Zoé lava la tache sur sa robe. Sa mère entra alors qu’elle mettait des affaires dans son sac pour aller à la plage.
Perpétuellement désorientée devant sa fille, mère soumise, elle entama, d’une voix humide :
— Tu vas bien ma chérie ? Tu sembles un peu fatiguée. Tu ne te couches pas trop tard, j’espère ? Tu devrais être raisonnable. Tu as eu des ennuis récemment. Ce québécois, ta déception…
— Maman, ça suffit ! Je ne veux pas que tu me parles encore de ce type. Le sujet est clos. À présent, ce sont les vacances et tu ne vas quand même pas surveiller l’heure à laquelle je me couche !
— Non, non, ma chérie, je ne dis rien. Je m’inquiète seulement de savoir comment tu vas. Ton père t’embrasse très fort, il est parti tôt en bateau avec les Gambier. Il a pris son matériel de pêche et espère ramener un thon !
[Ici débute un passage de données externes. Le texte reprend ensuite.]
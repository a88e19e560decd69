//! Coordinate move text (`e2e4`, `a7a8q`) resolved against a position.
//!
//! `Move` already implements `Display`/`FromStr` for the bare text; this
//! module adds the board-aware direction: text must name a legal move.

use crate::game_state::chess_errors::{ChessError, ChessResult};
use crate::game_state::{chess_types::*, game_state::GameState};
use crate::move_generation::legal_move_generator::generate_legal_moves;

/// Resolve coordinate text to a legal move of `game_state`.
///
/// A promotion move written without its piece letter is ambiguous rather
/// than silently promoted to a queen.
pub fn parse_coordinate_move(game_state: &GameState, text: &str) -> ChessResult<Move> {
    let requested: Move = text.trim().parse()?;
    let legal = generate_legal_moves(game_state);

    if legal.contains(&requested) {
        return Ok(requested);
    }

    let promotions = legal
        .iter()
        .filter(|mv| mv.from == requested.from && mv.to == requested.to)
        .count();
    if requested.promotion.is_none() && promotions > 1 {
        return Err(ChessError::AmbiguousMove(text.to_owned()));
    }

    Err(ChessError::NoSuchMove(text.to_owned()))
}

/// Coordinate text for `mv`, which must be legal in `game_state`.
pub fn move_to_coordinate(game_state: &GameState, mv: Move) -> ChessResult<String> {
    if !generate_legal_moves(game_state).contains(&mv) {
        return Err(ChessError::IllegalMove(mv.to_string()));
    }
    Ok(mv.to_string())
}

#[cfg(test)]
mod tests {
    use super::*;

    #[test]
    fn resolves_legal_coordinate_text() {
        let game = GameState::new_game();
        let mv = parse_coordinate_move(&game, "g1f3").expect("Nf3 should resolve");
        assert_eq!(mv.to_string(), "g1f3");
        assert_eq!(
            move_to_coordinate(&game, mv).expect("legal move should format"),
            "g1f3"
        );
    }

    #[test]
    fn rejects_bad_and_illegal_text() {
        let game = GameState::new_game();
        assert!(matches!(
            parse_coordinate_move(&game, "e2e9"),
            Err(ChessError::MalformedMove(_))
        ));
        assert_eq!(
            parse_coordinate_move(&game, "e2e5"),
            Err(ChessError::NoSuchMove("e2e5".to_owned()))
        );
        assert!(matches!(
            move_to_coordinate(&game, "e7e5".parse().expect("move should parse")),
            Err(ChessError::IllegalMove(_))
        ));
    }

    #[test]
    fn promotion_needs_a_piece_letter() {
        let game = GameState::from_fen("4k3/P7/8/8/8/8/8/4K3 w - - 0 1")
            .expect("FEN should parse");
        assert_eq!(
            parse_coordinate_move(&game, "a7a8"),
            Err(ChessError::AmbiguousMove("a7a8".to_owned()))
        );
        let mv = parse_coordinate_move(&game, "a7a8r").expect("rook promotion should resolve");
        assert_eq!(mv.promotion, Some(PieceKind::Rook));
    }
}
— Pourquoi n’es-tu pas allée avec eux ?
— Oh moi ! Tu sais bien que je souffre du mal de mer. Et avec ma sciatique, en plus… Et puis j’ai pensé que nous pourrions passer un moment ensemble, toutes les deux. On se voit si peu. Veux-tu que nous allions à Juan-les-Pins ? Nous prendrons la voiture de ton père.
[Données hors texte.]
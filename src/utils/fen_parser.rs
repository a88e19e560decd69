//! FEN-to-GameState parser.
//!
//! Builds a fully-populated board from a Forsyth-Edwards Notation string:
//! placement, side to move, castling rights, en-passant target and clocks.
//! Every rejection is a `ChessError::MalformedPosition` naming the bad field.

use tracing::debug;

use crate::game_state::chess_errors::{ChessError, ChessResult};
use crate::game_state::{chess_types::*, game_state::GameState};
use crate::utils::algebraic::algebraic_to_square;

pub fn parse_fen(fen: &str) -> ChessResult<GameState> {
    parse_fields(fen).inspect_err(|err| debug!(fen, %err, "rejected FEN"))
}

fn parse_fields(fen: &str) -> ChessResult<GameState> {
    let parts: Vec<&str> = fen.split_whitespace().collect();
    let [board_part, side_part, castling_part, en_passant_part, halfmove_part, fullmove_part] =
        parts[..]
    else {
        return Err(malformed(format!(
            "FEN must have 6 fields, got {}",
            parts.len()
        )));
    };

    let mut game_state = GameState::new_empty();

    parse_board(board_part, &mut game_state)?;
    game_state.side_to_move = parse_side_to_move(side_part)?;
    game_state.castling_rights = parse_castling_rights(castling_part)?;
    game_state.en_passant_square =
        parse_en_passant_square(en_passant_part, game_state.side_to_move)?;
    game_state.halfmove_clock = halfmove_part
        .parse::<u16>()
        .map_err(|_| malformed(format!("invalid halfmove clock: {halfmove_part}")))?;
    game_state.fullmove_number = match fullmove_part.parse::<u16>() {
        Ok(n) if n >= 1 => n,
        _ => return Err(malformed(format!("invalid fullmove number: {fullmove_part}"))),
    };

    Ok(game_state)
}

#[inline]
fn malformed(message: String) -> ChessError {
    ChessError::MalformedPosition(message)
}

fn parse_board(board_part: &str, game_state: &mut GameState) -> ChessResult<()> {
    let ranks: Vec<&str> = board_part.split('/').collect();
    if ranks.len() != 8 {
        return Err(malformed(format!(
            "board layout must contain 8 ranks, got {}",
            ranks.len()
        )));
    }

    for (fen_rank_idx, rank_str) in ranks.iter().enumerate() {
        let board_rank = 7 - fen_rank_idx as i8;
        let mut file = 0i8;

        for ch in rank_str.chars() {
            if let Some(empty_count) = ch.to_digit(10) {
                if !(1..=8).contains(&empty_count) {
                    return Err(malformed(format!("invalid empty-square count '{ch}'")));
                }
                file += empty_count as i8;
                if file > 8 {
                    return Err(malformed(format!("rank {rank_str:?} exceeds 8 files")));
                }
                continue;
            }

            let piece = Piece::from_fen_char(ch)
                .ok_or_else(|| malformed(format!("invalid piece character '{ch}'")))?;
            let square = Square::new(file, board_rank)
                .ok_or_else(|| malformed(format!("rank {rank_str:?} exceeds 8 files")))?;

            game_state.put(square, piece);
            file += 1;
        }

        if file != 8 {
            return Err(malformed(format!("rank {rank_str:?} does not sum to 8 files")));
        }
    }

    Ok(())
}

fn parse_side_to_move(side_part: &str) -> ChessResult<Color> {
    match side_part {
        "w" => Ok(Color::White),
        "b" => Ok(Color::Black),
        _ => Err(malformed(format!("invalid side-to-move field: {side_part}"))),
    }
}

fn parse_castling_rights(castling_part: &str) -> ChessResult<CastlingRights> {
    if castling_part == "-" {
        return Ok(0);
    }

    let mut rights: CastlingRights = 0;

    for ch in castling_part.chars() {
        match ch {
            'K' => rights |= CASTLE_WHITE_KINGSIDE,
            'Q' => rights |= CASTLE_WHITE_QUEENSIDE,
            'k' => rights |= CASTLE_BLACK_KINGSIDE,
            'q' => rights |= CASTLE_BLACK_QUEENSIDE,
            _ => return Err(malformed(format!("invalid castling rights character: {ch}"))),
        }
    }

    Ok(rights)
}

/// The target lies behind a pawn that just double-pushed, so it sits on
/// rank 6 when White is to move and rank 3 when Black is.
fn parse_en_passant_square(
    en_passant_part: &str,
    side_to_move: Color,
) -> ChessResult<Option<Square>> {
    if en_passant_part == "-" {
        return Ok(None);
    }

    let square = algebraic_to_square(en_passant_part)
        .map_err(|_| malformed(format!("invalid en-passant square: {en_passant_part}")))?;
    let expected_rank = match side_to_move {
        Color::White => 5,
        Color::Black => 2,
    };
    if square.rank() != expected_rank {
        return Err(malformed(format!(
            "en-passant square {en_passant_part} does not match side to move"
        )));
    }

    Ok(Some(square))
}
Zoé n’avait aucune envie de la compagnie de sa mère.
— Non, je ne peux pas, mentit-elle, j’ai promis à Gustave de l’accompagner aujourd’hui. Nous voulons visiter le musée Escoffier.
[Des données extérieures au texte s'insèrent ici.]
//! Easy strategy: weighted random move selection.
//!
//! Prefers captures, then checks, then falls back to any legal move. The RNG
//! is seeded so a given seed replays the same choices.

use rand::prelude::IndexedRandom;
use rand::rngs::StdRng;
use rand::{Rng, SeedableRng};
use tracing::trace;

use crate::engines::engine_config::parse_option_value;
use crate::engines::engine_trait::Engine;
use crate::game_state::chess_errors::{ChessError, ChessResult};
use crate::game_state::{chess_types::Move, game_state::GameState};
use crate::move_generation::legal_move_apply::{apply_move_unchecked, is_capture};
use crate::move_generation::legal_move_generator::{generate_legal_moves, in_check};

const CAPTURE_PREFERENCE: f64 = 0.7;
const CHECK_PREFERENCE: f64 = 0.5;

pub struct RandomEngine {
    seed: u64,
    rng: Option<StdRng>,
}

impl RandomEngine {
    pub fn new(seed: u64) -> Self {
        Self {
            seed,
            rng: Some(StdRng::seed_from_u64(seed)),
        }
    }

    pub fn seed(&self) -> u64 {
        self.seed
    }
}

impl Engine for RandomEngine {
    fn name(&self) -> &str {
        "Easy Bot"
    }

    fn set_option(&mut self, name: &str, value: &str) -> ChessResult<()> {
        if name.eq_ignore_ascii_case("Seed") {
            let seed = parse_option_value::<u64>(name, value)?;
            self.seed = seed;
            if self.rng.is_some() {
                self.rng = Some(StdRng::seed_from_u64(seed));
            }
            return Ok(());
        }
        Err(ChessError::InvalidOption(format!(
            "{} does not support option {name:?}",
            self.name()
        )))
    }

    fn select_move(&mut self, game_state: &GameState) -> ChessResult<Move> {
        let rng = self.rng.as_mut().ok_or(ChessError::EngineClosed)?;

        let legal_moves = generate_legal_moves(game_state);
        if legal_moves.is_empty() {
            return Err(ChessError::NoLegalMoves);
        }

        let captures: Vec<Move> = legal_moves
            .iter()
            .copied()
            .filter(|&mv| is_capture(game_state, mv))
            .collect();
        let checks: Vec<Move> = legal_moves
            .iter()
            .copied()
            .filter(|&mv| gives_check(game_state, mv))
            .collect();
        trace!(
            legal = legal_moves.len(),
            captures = captures.len(),
            checks = checks.len(),
            "random candidates"
        );

        let pool = if rng.random::<f64>() < CAPTURE_PREFERENCE && !captures.is_empty() {
            &captures
        } else if rng.random::<f64>() < CHECK_PREFERENCE && !checks.is_empty() {
            &checks
        } else {
            &legal_moves
        };

        pool.as_slice()
            .choose(rng)
            .copied()
            .ok_or(ChessError::NoLegalMoves)
    }

    fn release(&mut self) {
        self.rng = None;
    }

    fn is_released(&self) -> bool {
        self.rng.is_none()
    }
}

fn gives_check(game_state: &GameState, mv: Move) -> bool {
    let mut next = game_state.clone();
    apply_move_unchecked(&mut next, mv);
    in_check(&next)
}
— Alors, tant pis pour Juan-les Pins, « nous » resterons là, et à midi je vous inviterai tous les deux dans une pizzeria.
Zoé s’emporta :
— Maman ! Tu ne vas pas rester avec nous ! Cela serait gênant pour Gustave !
La maman se fâcha à son tour :
— Pourquoi cela le gênerait-il ? Je connais ce garçon depuis des années, je ne vois pas pourquoi ma présence le gênerait ! Dis plutôt que c’est toi que cela embête !
— Mais non, maman, tu dis n’importe quoi...
La mère de Zoé emballa les précieuses bribes de dignité qu’elle venait de gagner en jouant son rôle d’offensée, tourna le dos à sa fille et ferma furtivement la porte en s’en allant.
Dans l’escalier, elle croisa Gustave, lui lança : « ma fille vous attend ! » sur un ton amer et hostile.
Interdit, le jeune homme frappa à la porte de Zoé. Cette dernière était ravie de le voir, d’avoir quelqu’un en face d’elle qui l’écoute rager.
Elle crépita une grossière marmelade de contrariétés où s’embrouillaient sa mère, Pauli et Peggy-Jeanne...
Pourquoi Peggy-Jeanne, elle ne le savait guère. Elle lui en voulait indistinctement, comme si elle l’accusait de ne pas être restée avec elle la veille au soir, pour la soutenir lors de la défection de Pauli...
Gustave et Zoé partirent ensemble se baigner...
Peggy-Jeanne les aperçut et se dirigea du côté opposé.